Ciro, laureatosi in giurisprudenza, tornò in Sicilia e, per occultare la sua passione per la letteratura e la sua voglia di scrivere, scrivere romanzi (a Milano con grande emozione aveva visto e ascoltato parecchi famosi scrittori, da Bacchelli a Vittorini, a Piovene) per occultare la sua passione letteraria alla famiglia, aveva deciso, come alibi, di far pratica notarile. Ed era andato alle Eolie, a far questa pratica, presso un notaio che abitava a Lipari, ma che aveva la sua sede notarile nel comune di Santa Marina di Salina.

Andavano allora, il notaio e Ciro, col vaporetto a Salina, s’installavano nello studio, e arrivavano da ogni parte dell’isola, contadini e pescatori, che facevano contratti di vendita, e Ciro scriveva, scriveva sotto dettatura del notaio. Quegli isolani vendevano tutto, terreni, attrezzi di lavoro, casa, barche da pesca, vendevano perché dovevano emigrare, soprattutto in Australia.
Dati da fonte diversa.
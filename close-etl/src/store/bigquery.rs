//! BigQuery-backed [`TableStore`].
//!
//! Staged rows stream into a run-scoped scratch table and move to staging in
//! a single `INSERT INTO ... SELECT`, so a batch lands fully or not at all.
//! The watermark and compaction run as SQL jobs. Compaction uses a single
//! `CREATE OR REPLACE TABLE ... AS SELECT` statement so the canonical table
//! swaps atomically.

use std::sync::atomic::{AtomicU64, Ordering};

use chrono::{DateTime, Utc};
use gcp_bigquery_client::Client;
use gcp_bigquery_client::client_builder::ClientBuilder;
use gcp_bigquery_client::error::BQError;
use gcp_bigquery_client::model::query_request::QueryRequest;
use gcp_bigquery_client::model::query_response::ResultSet;
use gcp_bigquery_client::model::table_data_insert_all_request::TableDataInsertAllRequest;
use gcp_bigquery_client::yup_oauth2::parse_service_account_key;
use tracing::info;

use crate::error::{ErrorKind, EtlError, EtlResult};
use crate::etl_error;
use crate::schema::{FieldMode, FieldSchema, FieldType, TableSchema};
use crate::store::TableStore;
use crate::types::TransformedRow;

/// Maximum number of rows per `insertAll` request.
const INSERT_BATCH_SIZE: usize = 500;

/// Table store backed by a Google BigQuery dataset.
#[derive(Clone)]
pub struct BigQueryTableStore {
    project_id: String,
    dataset_id: String,
    client: Client,
}

impl BigQueryTableStore {
    /// Creates a new [`BigQueryTableStore`] from a service account key JSON
    /// string.
    pub async fn new_with_key(
        project_id: String,
        dataset_id: String,
        sa_key: &str,
    ) -> EtlResult<Self> {
        let sa_key = parse_service_account_key(sa_key)
            .map_err(BQError::from)
            .map_err(bq_error_to_etl_error)?;
        let client = ClientBuilder::new()
            .build_from_service_account_key(sa_key, false)
            .await
            .map_err(bq_error_to_etl_error)?;

        Ok(Self {
            project_id,
            dataset_id,
            client,
        })
    }

    /// Returns the fully qualified, backtick quoted table name.
    fn full_table_name(&self, table: &str) -> EtlResult<String> {
        let project_id = sanitize_identifier(&self.project_id, "BigQuery project id")?;
        let dataset_id = sanitize_identifier(&self.dataset_id, "BigQuery dataset id")?;
        let table = sanitize_identifier(table, "BigQuery table name")?;

        Ok(format!("`{project_id}.{dataset_id}.{table}`"))
    }

    async fn query(&self, request: QueryRequest) -> EtlResult<ResultSet> {
        let query_response = self
            .client
            .job()
            .query(&self.project_id, request)
            .await
            .map_err(bq_error_to_etl_error)?;

        Ok(ResultSet::new_from_query_response(query_response))
    }

    /// Checks whether a table exists in the dataset.
    async fn table_exists(&self, table: &str) -> EtlResult<bool> {
        let result = self
            .client
            .table()
            .get(&self.project_id, &self.dataset_id, table, None)
            .await;

        let exists =
            !matches!(result, Err(BQError::ResponseError { error }) if error.error.code == 404);

        Ok(exists)
    }

    /// Creates `table` from `schema` if it does not exist yet.
    async fn ensure_table(&self, table: &str, schema: &TableSchema) -> EtlResult<()> {
        if self.table_exists(table).await? {
            return Ok(());
        }

        let full_table_name = self.full_table_name(table)?;
        let columns_spec = columns_spec(schema)?;

        info!(%full_table_name, "creating table in bigquery");

        let query = format!("create table if not exists {full_table_name} ({columns_spec})");
        let _ = self.query(QueryRequest::new(query)).await?;

        Ok(())
    }

    /// Streams `rows` into `table` in [`INSERT_BATCH_SIZE`] chunks.
    async fn insert_chunks(&self, table: &str, rows: &[TransformedRow]) -> EtlResult<()> {
        for batch in rows.chunks(INSERT_BATCH_SIZE) {
            let mut request = TableDataInsertAllRequest::new();
            for row in batch {
                request
                    .add_row(None, row)
                    .map_err(bq_error_to_etl_error)?;
            }

            let response = self
                .client
                .tabledata()
                .insert_all(&self.project_id, &self.dataset_id, table, request)
                .await
                .map_err(bq_error_to_etl_error)?;

            if let Some(insert_errors) = response.insert_errors
                && !insert_errors.is_empty()
            {
                return Err(etl_error!(
                    ErrorKind::LoadFailed,
                    "BigQuery rejected staged rows",
                    format!("table `{table}`: {insert_errors:?}")
                ));
            }
        }

        Ok(())
    }
}

impl TableStore for BigQueryTableStore {
    async fn append_rows(
        &self,
        table: &str,
        schema: &TableSchema,
        rows: Vec<TransformedRow>,
    ) -> EtlResult<u64> {
        self.ensure_table(table, schema).await?;

        let num_rows = rows.len() as u64;
        if rows.is_empty() {
            return Ok(0);
        }

        // Chunked streaming inserts can fail partway through a batch, so rows
        // land in a run-scoped scratch table first and move to staging in a
        // single statement.
        let scratch = scratch_table_name(table);
        self.ensure_table(&scratch, schema).await?;

        let staging_name = self.full_table_name(table)?;
        let scratch_name = self.full_table_name(&scratch)?;

        let mut outcome = self.insert_chunks(&scratch, &rows).await;
        if outcome.is_ok() {
            outcome = self
                .query(QueryRequest::new(format!(
                    "insert into {staging_name} select * from {scratch_name}"
                )))
                .await
                .map(|_| ());
        }

        // Best effort, an orphaned scratch table never corrupts staging.
        let _ = self
            .query(QueryRequest::new(format!(
                "drop table if exists {scratch_name}"
            )))
            .await;

        outcome?;

        info!(table, num_rows, "appended rows to bigquery table");

        Ok(num_rows)
    }

    async fn max_increment(&self, table: &str, column: &str) -> EtlResult<Option<DateTime<Utc>>> {
        let full_table_name = self.full_table_name(table)?;
        let column = sanitize_identifier(column, "BigQuery column name")?;

        let query = format!("select max(`{column}`) from {full_table_name}");
        let result = self
            .client
            .job()
            .query(&self.project_id, QueryRequest::new(query))
            .await;

        let query_response = match result {
            Ok(query_response) => query_response,
            // A missing table means no watermark, not a failure.
            Err(BQError::ResponseError { error }) if error.error.code == 404 => return Ok(None),
            Err(err) => return Err(bq_error_to_etl_error(err)),
        };

        let mut result_set = ResultSet::new_from_query_response(query_response);
        if !result_set.next_row() {
            return Ok(None);
        }

        let raw = result_set.get_string(0).map_err(bq_error_to_etl_error)?;
        match raw {
            Some(raw) => Ok(Some(parse_timestamp(&raw)?)),
            None => Ok(None),
        }
    }

    async fn replace_with_latest(
        &self,
        canonical: &str,
        staging: &str,
        primary_key: &[&str],
        increment_key: &str,
    ) -> EtlResult<u64> {
        let canonical_name = self.full_table_name(canonical)?;
        let staging_name = self.full_table_name(staging)?;
        let increment_key = sanitize_identifier(increment_key, "BigQuery column name")?;

        let partition_columns = primary_key
            .iter()
            .map(|column| {
                sanitize_identifier(column, "BigQuery primary key column")
                    .map(|column| format!("`{column}`"))
            })
            .collect::<EtlResult<Vec<_>>>()?
            .join(", ");

        info!(
            canonical = canonical_name,
            staging = staging_name,
            "replacing table with compacted staged rows"
        );

        let query = format!(
            "create or replace table {canonical_name} as \
             select * except (_row_number) from ( \
               select *, row_number() over ( \
                 partition by {partition_columns} order by `{increment_key}` desc \
               ) as _row_number from {staging_name} \
             ) where _row_number = 1"
        );
        self.client
            .job()
            .query(&self.project_id, QueryRequest::new(query))
            .await
            .map_err(compact_failed)?;

        let mut result_set = self
            .query(QueryRequest::new(format!(
                "select count(*) from {canonical_name}"
            )))
            .await
            .map_err(compact_failed)?;
        let output_rows = if result_set.next_row() {
            result_set
                .get_i64(0)
                .map_err(compact_failed)?
                .unwrap_or(0) as u64
        } else {
            0
        };

        Ok(output_rows)
    }
}

/// Parses a timestamp cell from a BigQuery REST result.
///
/// The REST API returns TIMESTAMP columns as epoch seconds in scientific
/// notation, for example `1.7105472E9`. RFC 3339 is accepted as well.
fn parse_timestamp(raw: &str) -> EtlResult<DateTime<Utc>> {
    if let Ok(epoch_seconds) = raw.parse::<f64>() {
        let seconds = epoch_seconds.trunc() as i64;
        let nanos = ((epoch_seconds - epoch_seconds.trunc()) * 1e9).round() as u32;
        if let Some(parsed) = DateTime::from_timestamp(seconds, nanos) {
            return Ok(parsed);
        }
    }

    if let Ok(parsed) = DateTime::parse_from_rfc3339(raw) {
        return Ok(parsed.with_timezone(&Utc));
    }

    Err(etl_error!(
        ErrorKind::StoreQueryFailed,
        "Unparsable watermark value",
        format!("`{raw}` is neither epoch seconds nor RFC 3339")
    ))
}

/// Sanitizes a BigQuery identifier for safe backtick quoting.
fn sanitize_identifier(identifier: &str, context: &str) -> EtlResult<String> {
    if identifier.is_empty() {
        return Err(etl_error!(
            ErrorKind::StoreQueryFailed,
            "Invalid BigQuery identifier",
            format!("{context} cannot be empty")
        ));
    }

    if identifier.chars().any(char::is_control) {
        return Err(etl_error!(
            ErrorKind::StoreQueryFailed,
            "Invalid BigQuery identifier",
            format!("{context} contains control characters")
        ));
    }

    let mut escaped = String::with_capacity(identifier.len());
    for ch in identifier.chars() {
        match ch {
            '`' => escaped.push_str("\\`"),
            '\\' => escaped.push_str("\\\\"),
            _ => escaped.push(ch),
        }
    }

    Ok(escaped)
}

fn bigquery_type(field: &FieldSchema) -> EtlResult<String> {
    let scalar = match field.typ {
        FieldType::String => "string",
        FieldType::Timestamp => "timestamp",
        FieldType::Float => "float64",
        FieldType::Record => {
            let members = field
                .fields
                .iter()
                .map(column_spec)
                .collect::<EtlResult<Vec<_>>>()?
                .join(", ");
            return Ok(format!("array<struct<{members}>>"));
        }
    };

    Ok(scalar.to_string())
}

/// Generates the SQL column specification for a single field.
fn column_spec(field: &FieldSchema) -> EtlResult<String> {
    let name = sanitize_identifier(field.name, "BigQuery column name")?;
    let mut spec = format!("`{name}` {}", bigquery_type(field)?);

    if field.mode == FieldMode::Required {
        spec.push_str(" not null");
    }

    Ok(spec)
}

/// Builds the complete column list for CREATE TABLE statements.
fn columns_spec(schema: &TableSchema) -> EtlResult<String> {
    Ok(schema
        .fields
        .iter()
        .map(column_spec)
        .collect::<EtlResult<Vec<_>>>()?
        .join(", "))
}

/// Returns a unique scratch table name for a single load into `table`.
fn scratch_table_name(table: &str) -> String {
    static LOAD_SEQUENCE: AtomicU64 = AtomicU64::new(0);

    let sequence = LOAD_SEQUENCE.fetch_add(1, Ordering::Relaxed);
    format!("{table}_load_{}_{sequence}", Utc::now().timestamp_millis())
}

/// Wraps an error raised while rewriting the canonical table as a compaction
/// failure.
fn compact_failed(err: impl std::fmt::Display) -> EtlError {
    etl_error!(
        ErrorKind::CompactFailed,
        "BigQuery compaction failed",
        err.to_string()
    )
}

/// Converts BigQuery errors to ETL errors with appropriate classification.
fn bq_error_to_etl_error(err: BQError) -> EtlError {
    let (kind, description) = match &err {
        BQError::InvalidServiceAccountKey(_)
        | BQError::InvalidServiceAccountAuthenticator(_)
        | BQError::AuthError(_)
        | BQError::YupAuthError(_)
        | BQError::NoToken => (
            ErrorKind::ConfigError,
            "BigQuery authentication failed",
        ),
        BQError::RequestError(_) => (ErrorKind::IoError, "BigQuery request failed"),
        BQError::ResponseError { .. } => {
            (ErrorKind::StoreQueryFailed, "BigQuery response error")
        }
        BQError::SerializationError(_) => (
            ErrorKind::SerializationError,
            "BigQuery serialization error",
        ),
        _ => (ErrorKind::Unknown, "BigQuery operation failed"),
    };

    etl_error!(kind, description, err.to_string())
}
Era quello il tempo della grande emigrazione da tutte le isole Eolie. E andavano anche, il notaio e Ciro, a stendere contratti a domicilio, testamenti soprattutto, di vecchi che volevano lasciare i loro miseri beni agli eredi. Andavano allora su una bicicletta a motore, per riviere coperte da strati di sale e sentieri di campagna.

E a Ciro, qualche anno dopo, capitò d’incontrare a Lipari un sociologo australiano che era venuto alle Eolie a studiare i luoghi di origine di tutti quegli emigrati isolani che in Australia, avevano trovato il loro approdo di speranza. Ma Ciro non sa, non ha mai saputo, se quel sociologo ha scritto della grande beffa che quegli emigranti avevano subito: la beffa del grande miracolo turistico che le Eolie aveva investito, miracolo che aveva fatto lievitare il valore della loro casetta con i pilieri e la pergola, il loro fazzoletto di terra. Miracolo turistico, nell’Eolie, forse dopo che i due famosi film erano stati girati, Stromboli e Vulcano, con le due dive antagoniste Ingrid Bergman e Anna Magnani.

E, a proposito di quest’ultima attrice, della sublime Magnani, a Ciro capitò un incontro indimenticabile. Andava Ciro, in un caldo primo pomeriggio d’estate, girovagando solitario su per la Civita di Lipari, accaldato e stanco, s’era disteso su uno di quei sarcofagi disposti in cerchio sullo spiazzo del museo. Passa di l la furente, la Magnani, e fa, con quella voce un po’ roca: “Che fai pischello, fai il morto? Ne hai di tempo!” . Ciro salta giù e si trova davanti la diva. Rimane paralizzato, non riesce a profferire parola. L’Anna (Perenna) fa una sonora risata e via, procede per la sua strada.

Toccherà poi a Ciro emigrare, ma non in Australia, in Belgio o in Germania, ma solo a Milano. E Ciro, abbandonato l’alibi del notariato, aveva preso a scrivere romanzi, ma a scrivere anche su giornali, settimanali e quotidiani, dei cavatori di pomice di Lipari e della loro silicosi, a scrivere degli emigrati meridionali in Lombardia e in Piemonte, delle comunità siciliane di Pioltello Limito o di Sesto San Giovanni.

Poi dopo anni, scrisse di altre emigrazioni, dal cosiddetto terzo mondo, dal Maghreb e dall’Africa nel nostro Paese, delle tragedie quotidiane di poveri esseri umani annegati nel Canale di Sicilia. Della tragedia di questo nostro tempo.